◆ **What is being asked**
Set down all the records below, word for word.

◆ **Data entries**
※

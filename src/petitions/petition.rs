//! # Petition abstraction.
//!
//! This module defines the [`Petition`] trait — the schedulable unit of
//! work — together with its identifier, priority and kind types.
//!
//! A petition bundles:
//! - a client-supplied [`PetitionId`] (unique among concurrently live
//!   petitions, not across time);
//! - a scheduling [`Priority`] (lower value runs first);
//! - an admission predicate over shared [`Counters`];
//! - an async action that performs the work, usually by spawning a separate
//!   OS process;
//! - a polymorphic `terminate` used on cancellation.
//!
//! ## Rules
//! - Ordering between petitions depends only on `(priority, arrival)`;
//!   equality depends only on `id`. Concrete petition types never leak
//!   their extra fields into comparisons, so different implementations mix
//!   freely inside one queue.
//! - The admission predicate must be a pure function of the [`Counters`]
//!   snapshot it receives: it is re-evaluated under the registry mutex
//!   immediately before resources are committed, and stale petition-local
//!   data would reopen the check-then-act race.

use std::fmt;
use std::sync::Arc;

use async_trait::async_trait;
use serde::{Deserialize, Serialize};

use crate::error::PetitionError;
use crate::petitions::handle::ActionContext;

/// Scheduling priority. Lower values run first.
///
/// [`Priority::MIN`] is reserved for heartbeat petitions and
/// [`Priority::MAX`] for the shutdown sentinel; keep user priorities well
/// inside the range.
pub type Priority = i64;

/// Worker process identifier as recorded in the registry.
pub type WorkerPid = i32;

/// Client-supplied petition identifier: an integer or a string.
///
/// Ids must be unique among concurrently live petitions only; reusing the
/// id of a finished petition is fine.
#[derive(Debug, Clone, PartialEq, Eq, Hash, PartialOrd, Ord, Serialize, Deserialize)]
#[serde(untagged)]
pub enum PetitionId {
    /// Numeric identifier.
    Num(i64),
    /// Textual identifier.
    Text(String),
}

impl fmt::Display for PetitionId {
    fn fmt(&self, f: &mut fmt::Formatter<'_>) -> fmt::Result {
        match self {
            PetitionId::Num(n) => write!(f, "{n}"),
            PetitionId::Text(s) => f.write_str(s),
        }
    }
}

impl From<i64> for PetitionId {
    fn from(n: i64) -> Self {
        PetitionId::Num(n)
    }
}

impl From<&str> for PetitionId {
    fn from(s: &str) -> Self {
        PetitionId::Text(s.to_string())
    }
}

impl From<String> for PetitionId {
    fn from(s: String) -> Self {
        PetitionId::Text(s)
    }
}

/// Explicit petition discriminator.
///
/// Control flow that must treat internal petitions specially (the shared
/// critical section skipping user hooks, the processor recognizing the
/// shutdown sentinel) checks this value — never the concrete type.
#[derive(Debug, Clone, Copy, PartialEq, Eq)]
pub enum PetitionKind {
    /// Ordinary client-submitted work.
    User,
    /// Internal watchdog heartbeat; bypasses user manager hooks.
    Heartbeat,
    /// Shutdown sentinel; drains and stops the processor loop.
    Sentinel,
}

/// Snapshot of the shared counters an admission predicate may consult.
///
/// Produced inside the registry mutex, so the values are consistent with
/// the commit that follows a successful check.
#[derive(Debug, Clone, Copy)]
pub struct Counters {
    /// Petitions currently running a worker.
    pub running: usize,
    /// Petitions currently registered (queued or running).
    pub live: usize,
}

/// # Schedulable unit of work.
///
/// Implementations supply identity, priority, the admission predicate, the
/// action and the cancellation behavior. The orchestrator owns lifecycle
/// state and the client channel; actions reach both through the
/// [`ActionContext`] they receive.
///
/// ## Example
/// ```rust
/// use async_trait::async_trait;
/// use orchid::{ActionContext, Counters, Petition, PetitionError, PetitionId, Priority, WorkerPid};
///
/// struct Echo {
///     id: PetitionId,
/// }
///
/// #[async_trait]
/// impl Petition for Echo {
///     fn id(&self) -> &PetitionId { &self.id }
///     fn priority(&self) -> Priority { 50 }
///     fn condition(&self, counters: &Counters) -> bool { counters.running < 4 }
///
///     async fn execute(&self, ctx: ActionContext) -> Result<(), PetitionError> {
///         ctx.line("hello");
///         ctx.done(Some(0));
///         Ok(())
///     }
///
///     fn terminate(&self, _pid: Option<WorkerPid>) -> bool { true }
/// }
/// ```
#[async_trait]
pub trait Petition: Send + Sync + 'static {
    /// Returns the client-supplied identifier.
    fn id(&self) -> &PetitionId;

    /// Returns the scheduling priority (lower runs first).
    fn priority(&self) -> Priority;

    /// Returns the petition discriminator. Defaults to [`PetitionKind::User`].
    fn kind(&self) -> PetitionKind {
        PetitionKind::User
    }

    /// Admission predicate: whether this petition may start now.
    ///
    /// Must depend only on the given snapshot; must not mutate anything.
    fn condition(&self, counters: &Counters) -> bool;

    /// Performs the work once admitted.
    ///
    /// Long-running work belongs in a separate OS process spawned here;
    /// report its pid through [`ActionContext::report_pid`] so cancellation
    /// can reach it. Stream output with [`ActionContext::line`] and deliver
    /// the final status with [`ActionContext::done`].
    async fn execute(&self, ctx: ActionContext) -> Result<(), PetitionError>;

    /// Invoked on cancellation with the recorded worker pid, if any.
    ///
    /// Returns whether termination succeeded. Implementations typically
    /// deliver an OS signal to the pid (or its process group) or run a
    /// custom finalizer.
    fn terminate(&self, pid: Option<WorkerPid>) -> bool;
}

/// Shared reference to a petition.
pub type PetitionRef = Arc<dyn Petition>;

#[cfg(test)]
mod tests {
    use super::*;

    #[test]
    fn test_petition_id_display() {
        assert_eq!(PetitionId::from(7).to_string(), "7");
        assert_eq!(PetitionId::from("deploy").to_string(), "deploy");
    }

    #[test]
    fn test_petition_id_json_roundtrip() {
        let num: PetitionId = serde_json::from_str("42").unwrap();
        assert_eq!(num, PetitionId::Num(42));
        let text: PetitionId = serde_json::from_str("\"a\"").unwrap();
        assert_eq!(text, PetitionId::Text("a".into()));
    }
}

※

◆ **Answer box**
filename src/petitions/petition.rs
//! # Petition abstraction.
//!
//! This module defines the [`Petition`] trait — the schedulable unit of
//! work — together with its identifier, priority and kind types.
//!
//! A petition bundles:
//! - a client-supplied [`PetitionId`] (unique among concurrently live
//!   petitions, not across time);
//! - a scheduling [`Priority`] (lower value runs first);
//! - an admission predicate over shared [`Counters`];
//! - an async action that performs the work, usually by spawning a separate
//!   OS process;
//! - a polymorphic `terminate` used on cancellation.
//!
//! ## Rules
//! - Ordering between petitions depends only on `(priority, arrival)`;
//!   equality depends only on `id`. Concrete petition types never leak
//!   their extra fields into comparisons, so different implementations mix
//!   freely inside one queue.
//! - The admission predicate must be a pure function of the [`Counters`]
//!   snapshot it receives: it is re-evaluated under the registry mutex
//!   immediately before resources are committed, and stale petition-local
//!   data would reopen the check-then-act race.

use std::fmt;
use std::sync::Arc;

use async_trait::async_trait;
use serde::{Deserialize, Serialize};

use crate::error::PetitionError;
use crate::petitions::handle::ActionContext;

/// Scheduling priority. Lower values run first.
///
/// [`Priority::MIN`] is reserved for heartbeat petitions and
/// [`Priority::MAX`] for the shutdown sentinel; keep user priorities well
/// inside the range.
pub type Priority = i64;

/// Worker process identifier as recorded in the registry.
pub type WorkerPid = i32;

/// Client-supplied petition identifier: an integer or a string.
///
/// Ids must be unique among concurrently live petitions only; reusing the
/// id of a finished petition is fine.
#[derive(Debug, Clone, PartialEq, Eq, Hash, PartialOrd, Ord, Serialize, Deserialize)]
#[serde(untagged)]
pub enum PetitionId {
    /// Numeric identifier.
    Num(i64),
    /// Textual identifier.
    Text(String),
}

impl fmt::Display for PetitionId {
    fn fmt(&self, f: &mut fmt::Formatter<'_>) -> fmt::Result {
        match self {
            PetitionId::Num(n) => write!(f, "{n}"),
            PetitionId::Text(s) => f.write_str(s),
        }
    }
}

impl From<i64> for PetitionId {
    fn from(n: i64) -> Self {
        PetitionId::Num(n)
    }
}

impl From<&str> for PetitionId {
    fn from(s: &str) -> Self {
        PetitionId::Text(s.to_string())
    }
}

impl From<String> for PetitionId {
    fn from(s: String) -> Self {
        PetitionId::Text(s)
    }
}

/// Explicit petition discriminator.
///
/// Control flow that must treat internal petitions specially (the shared
/// critical section skipping user hooks, the processor recognizing the
/// shutdown sentinel) checks this value — never the concrete type.
#[derive(Debug, Clone, Copy, PartialEq, Eq)]
pub enum PetitionKind {
    /// Ordinary client-submitted work.
    User,
    /// Internal watchdog heartbeat; bypasses user manager hooks.
    Heartbeat,
    /// Shutdown sentinel; drains and stops the processor loop.
    Sentinel,
}

/// Snapshot of the shared counters an admission predicate may consult.
///
/// Produced inside the registry mutex, so the values are consistent with
/// the commit that follows a successful check.
#[derive(Debug, Clone, Copy)]
pub struct Counters {
    /// Petitions currently running a worker.
    pub running: usize,
    /// Petitions currently registered (queued or running).
    pub live: usize,
}

/// # Schedulable unit of work.
///
/// Implementations supply identity, priority, the admission predicate, the
/// action and the cancellation behavior. The orchestrator owns lifecycle
/// state and the client channel; actions reach both through the
/// [`ActionContext`] they receive.
///
/// ## Example
/// ```rust
/// use async_trait::async_trait;
/// use orchid::{ActionContext, Counters, Petition, PetitionError, PetitionId, Priority, WorkerPid};
///
/// struct Echo {
///     id: PetitionId,
/// }
///
/// #[async_trait]
/// impl Petition for Echo {
///     fn id(&self) -> &PetitionId { &self.id }
///     fn priority(&self) -> Priority { 50 }
///     fn condition(&self, counters: &Counters) -> bool { counters.running < 4 }
///
///     async fn execute(&self, ctx: ActionContext) -> Result<(), PetitionError> {
///         ctx.line("hello");
///         ctx.done(Some(0));
///         Ok(())
///     }
///
///     fn terminate(&self, _pid: Option<WorkerPid>) -> bool { true }
/// }
/// ```
#[async_trait]
pub trait Petition: Send + Sync + 'static {
    /// Returns the client-supplied identifier.
    fn id(&self) -> &PetitionId;

    /// Returns the scheduling priority (lower runs first).
    fn priority(&self) -> Priority;

    /// Returns the petition discriminator. Defaults to [`PetitionKind::User`].
    fn kind(&self) -> PetitionKind {
        PetitionKind::User
    }

    /// Admission predicate: whether this petition may start now.
    ///
    /// Must depend only on the given snapshot; must not mutate anything.
    fn condition(&self, counters: &Counters) -> bool;

    /// Performs the work once admitted.
    ///
    /// Long-running work belongs in a separate OS process spawned here;
    /// report its pid through [`ActionContext::report_pid`] so cancellation
    /// can reach it. Stream output with [`ActionContext::line`] and deliver
    /// the final status with [`ActionContext::done`].
    async fn execute(&self, ctx: ActionContext) -> Result<(), PetitionError>;

    /// Invoked on cancellation with the recorded worker pid, if any.
    ///
    /// Returns whether termination succeeded. Implementations typically
    /// deliver an OS signal to the pid (or its process group) or run a
    /// custom finalizer.
    fn terminate(&self, pid: Option<WorkerPid>) -> bool;
}

/// Shared reference to a petition.
pub type PetitionRef = Arc<dyn Petition>;

#[cfg(test)]
mod tests {
    use super::*;

    #[test]
    fn test_petition_id_display() {
        assert_eq!(PetitionId::from(7).to_string(), "7");
        assert_eq!(PetitionId::from("deploy").to_string(), "deploy");
    }

    #[test]
    fn test_petition_id_json_roundtrip() {
        let num: PetitionId = serde_json::from_str("42").unwrap();
        assert_eq!(num, PetitionId::Num(42));
        let text: PetitionId = serde_json::from_str("\"a\"").unwrap();
        assert_eq!(text, PetitionId::Text("a".into()));
    }
}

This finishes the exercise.